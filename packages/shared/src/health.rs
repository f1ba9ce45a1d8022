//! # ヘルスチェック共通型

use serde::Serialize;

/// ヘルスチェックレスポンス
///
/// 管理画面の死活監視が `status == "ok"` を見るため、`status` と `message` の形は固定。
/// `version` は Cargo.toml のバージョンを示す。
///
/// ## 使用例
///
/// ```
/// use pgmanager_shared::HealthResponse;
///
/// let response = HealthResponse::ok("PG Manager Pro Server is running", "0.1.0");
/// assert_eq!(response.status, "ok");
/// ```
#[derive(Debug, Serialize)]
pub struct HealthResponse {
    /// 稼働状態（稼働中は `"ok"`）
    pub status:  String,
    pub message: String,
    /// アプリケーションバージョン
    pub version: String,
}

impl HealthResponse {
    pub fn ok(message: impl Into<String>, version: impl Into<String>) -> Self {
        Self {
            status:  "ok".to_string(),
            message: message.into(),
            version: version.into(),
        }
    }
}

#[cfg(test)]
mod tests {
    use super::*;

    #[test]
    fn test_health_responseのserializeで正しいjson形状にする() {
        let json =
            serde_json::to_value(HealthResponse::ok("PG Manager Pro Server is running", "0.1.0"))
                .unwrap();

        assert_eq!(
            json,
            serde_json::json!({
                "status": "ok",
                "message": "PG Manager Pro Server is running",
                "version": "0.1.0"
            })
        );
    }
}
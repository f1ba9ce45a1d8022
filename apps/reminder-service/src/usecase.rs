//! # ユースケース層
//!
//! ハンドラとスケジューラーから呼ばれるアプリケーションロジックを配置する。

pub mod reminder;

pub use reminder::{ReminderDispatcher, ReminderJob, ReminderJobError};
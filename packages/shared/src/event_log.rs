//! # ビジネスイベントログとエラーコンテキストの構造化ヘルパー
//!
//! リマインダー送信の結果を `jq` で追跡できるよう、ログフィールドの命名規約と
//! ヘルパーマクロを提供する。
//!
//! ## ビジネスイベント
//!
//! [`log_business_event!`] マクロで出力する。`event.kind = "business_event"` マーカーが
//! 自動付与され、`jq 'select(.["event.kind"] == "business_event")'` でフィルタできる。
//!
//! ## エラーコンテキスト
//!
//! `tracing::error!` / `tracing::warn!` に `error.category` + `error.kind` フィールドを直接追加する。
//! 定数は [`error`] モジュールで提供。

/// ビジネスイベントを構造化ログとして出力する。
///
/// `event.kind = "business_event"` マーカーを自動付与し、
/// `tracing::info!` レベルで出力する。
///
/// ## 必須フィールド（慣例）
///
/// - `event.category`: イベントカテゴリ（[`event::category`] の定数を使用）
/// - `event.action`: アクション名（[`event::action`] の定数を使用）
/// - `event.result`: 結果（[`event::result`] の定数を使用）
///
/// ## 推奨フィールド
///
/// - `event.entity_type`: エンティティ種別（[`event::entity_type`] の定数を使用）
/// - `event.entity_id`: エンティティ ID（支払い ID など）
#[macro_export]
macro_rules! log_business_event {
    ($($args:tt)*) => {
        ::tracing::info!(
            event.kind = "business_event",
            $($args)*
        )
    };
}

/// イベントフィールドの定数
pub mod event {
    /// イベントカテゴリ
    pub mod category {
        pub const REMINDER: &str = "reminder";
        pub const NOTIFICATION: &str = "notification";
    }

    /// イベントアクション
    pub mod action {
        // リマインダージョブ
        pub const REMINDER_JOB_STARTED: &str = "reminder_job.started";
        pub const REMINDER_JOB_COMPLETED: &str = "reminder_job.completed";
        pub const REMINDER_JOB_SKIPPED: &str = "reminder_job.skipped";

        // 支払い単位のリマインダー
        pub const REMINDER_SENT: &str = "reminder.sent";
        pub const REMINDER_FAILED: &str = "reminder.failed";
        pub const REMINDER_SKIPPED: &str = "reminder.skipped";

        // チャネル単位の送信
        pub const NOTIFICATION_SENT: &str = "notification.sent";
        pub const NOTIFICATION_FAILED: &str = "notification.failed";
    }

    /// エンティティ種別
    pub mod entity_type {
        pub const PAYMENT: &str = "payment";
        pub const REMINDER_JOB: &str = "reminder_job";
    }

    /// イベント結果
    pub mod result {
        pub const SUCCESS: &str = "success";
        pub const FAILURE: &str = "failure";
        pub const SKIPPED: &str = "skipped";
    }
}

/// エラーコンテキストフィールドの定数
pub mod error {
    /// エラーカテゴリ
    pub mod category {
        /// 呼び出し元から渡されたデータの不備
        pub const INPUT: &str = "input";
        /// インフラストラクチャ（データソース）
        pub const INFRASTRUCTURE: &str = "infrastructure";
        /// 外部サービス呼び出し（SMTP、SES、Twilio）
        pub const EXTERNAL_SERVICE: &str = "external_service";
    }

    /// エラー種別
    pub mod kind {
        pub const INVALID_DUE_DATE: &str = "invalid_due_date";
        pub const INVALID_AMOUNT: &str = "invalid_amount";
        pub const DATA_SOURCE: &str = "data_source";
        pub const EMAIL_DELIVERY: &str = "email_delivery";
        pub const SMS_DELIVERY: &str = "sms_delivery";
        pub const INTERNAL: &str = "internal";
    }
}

==

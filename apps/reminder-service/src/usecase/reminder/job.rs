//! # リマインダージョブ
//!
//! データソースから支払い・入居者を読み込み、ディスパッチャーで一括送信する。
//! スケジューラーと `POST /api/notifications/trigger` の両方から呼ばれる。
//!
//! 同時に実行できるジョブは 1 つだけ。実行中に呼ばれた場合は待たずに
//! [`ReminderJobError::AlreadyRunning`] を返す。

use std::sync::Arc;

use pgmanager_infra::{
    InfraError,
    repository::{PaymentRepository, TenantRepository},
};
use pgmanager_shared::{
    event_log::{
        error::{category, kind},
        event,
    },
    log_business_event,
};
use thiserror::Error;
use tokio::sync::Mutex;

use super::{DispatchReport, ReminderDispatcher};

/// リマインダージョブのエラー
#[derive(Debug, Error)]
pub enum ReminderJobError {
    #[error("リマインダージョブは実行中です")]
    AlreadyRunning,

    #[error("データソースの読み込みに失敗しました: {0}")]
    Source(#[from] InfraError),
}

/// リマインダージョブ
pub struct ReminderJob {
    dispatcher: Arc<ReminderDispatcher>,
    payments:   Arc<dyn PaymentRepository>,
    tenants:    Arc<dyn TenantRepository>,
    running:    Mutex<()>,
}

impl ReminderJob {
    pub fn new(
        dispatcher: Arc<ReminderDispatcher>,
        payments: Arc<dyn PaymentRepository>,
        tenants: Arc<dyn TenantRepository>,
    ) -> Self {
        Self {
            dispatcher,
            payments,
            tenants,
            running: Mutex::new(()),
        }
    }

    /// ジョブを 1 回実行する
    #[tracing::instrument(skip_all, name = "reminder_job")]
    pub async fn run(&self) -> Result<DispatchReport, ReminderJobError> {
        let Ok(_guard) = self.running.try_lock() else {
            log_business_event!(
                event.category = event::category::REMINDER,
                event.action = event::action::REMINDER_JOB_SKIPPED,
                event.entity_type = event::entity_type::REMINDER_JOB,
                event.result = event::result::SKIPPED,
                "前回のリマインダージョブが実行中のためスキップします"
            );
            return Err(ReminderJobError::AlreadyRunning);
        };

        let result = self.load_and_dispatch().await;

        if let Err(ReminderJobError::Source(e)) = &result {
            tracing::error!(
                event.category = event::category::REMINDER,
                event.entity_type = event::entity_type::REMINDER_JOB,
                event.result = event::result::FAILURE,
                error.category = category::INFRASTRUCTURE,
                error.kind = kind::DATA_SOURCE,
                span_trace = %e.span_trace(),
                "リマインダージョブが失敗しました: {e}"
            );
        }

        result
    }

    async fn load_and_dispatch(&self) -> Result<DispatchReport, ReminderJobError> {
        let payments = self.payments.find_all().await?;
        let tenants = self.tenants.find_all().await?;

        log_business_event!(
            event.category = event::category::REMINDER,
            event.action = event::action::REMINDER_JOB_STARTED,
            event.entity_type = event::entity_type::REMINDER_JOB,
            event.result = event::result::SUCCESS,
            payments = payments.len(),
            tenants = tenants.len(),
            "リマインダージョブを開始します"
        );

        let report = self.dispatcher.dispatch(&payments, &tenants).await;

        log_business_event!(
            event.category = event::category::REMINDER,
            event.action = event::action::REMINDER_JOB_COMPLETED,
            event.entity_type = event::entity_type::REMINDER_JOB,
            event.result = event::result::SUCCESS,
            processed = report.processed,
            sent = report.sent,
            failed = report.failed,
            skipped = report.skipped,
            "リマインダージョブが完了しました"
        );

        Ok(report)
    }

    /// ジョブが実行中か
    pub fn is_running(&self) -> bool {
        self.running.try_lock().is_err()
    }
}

...

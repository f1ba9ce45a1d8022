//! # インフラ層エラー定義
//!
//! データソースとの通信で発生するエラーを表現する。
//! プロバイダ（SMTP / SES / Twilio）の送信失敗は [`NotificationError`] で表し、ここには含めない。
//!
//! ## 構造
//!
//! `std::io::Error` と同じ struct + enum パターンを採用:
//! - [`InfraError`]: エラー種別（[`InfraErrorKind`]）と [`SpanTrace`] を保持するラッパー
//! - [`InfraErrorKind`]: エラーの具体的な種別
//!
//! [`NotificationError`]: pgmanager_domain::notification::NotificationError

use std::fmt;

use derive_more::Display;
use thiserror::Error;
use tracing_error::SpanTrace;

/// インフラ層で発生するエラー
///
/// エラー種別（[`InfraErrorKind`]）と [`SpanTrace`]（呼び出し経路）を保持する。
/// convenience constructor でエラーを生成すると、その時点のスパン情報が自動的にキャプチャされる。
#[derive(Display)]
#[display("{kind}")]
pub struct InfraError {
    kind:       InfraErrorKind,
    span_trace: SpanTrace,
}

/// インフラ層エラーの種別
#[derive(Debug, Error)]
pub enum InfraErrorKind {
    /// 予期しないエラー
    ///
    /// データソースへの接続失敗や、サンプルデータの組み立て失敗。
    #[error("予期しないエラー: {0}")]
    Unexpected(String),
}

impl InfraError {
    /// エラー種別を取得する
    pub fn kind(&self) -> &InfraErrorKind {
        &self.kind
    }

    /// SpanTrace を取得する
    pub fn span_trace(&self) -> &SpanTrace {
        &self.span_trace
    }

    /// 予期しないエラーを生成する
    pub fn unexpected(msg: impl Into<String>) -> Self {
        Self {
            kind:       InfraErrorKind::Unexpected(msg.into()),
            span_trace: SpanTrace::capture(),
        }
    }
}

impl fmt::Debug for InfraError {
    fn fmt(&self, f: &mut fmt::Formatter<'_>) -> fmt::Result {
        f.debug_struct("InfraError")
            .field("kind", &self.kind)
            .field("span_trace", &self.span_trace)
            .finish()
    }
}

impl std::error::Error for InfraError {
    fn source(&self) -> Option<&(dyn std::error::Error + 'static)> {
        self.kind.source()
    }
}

*TASK INSTRUCTIONS:* Look over the entries above. Copy every line that contains the word "apps".

*ANSWER BOX:*
filename apps/reminder-service/src/usecase.rs
filename apps/reminder-service/src/usecase/reminder/job.rs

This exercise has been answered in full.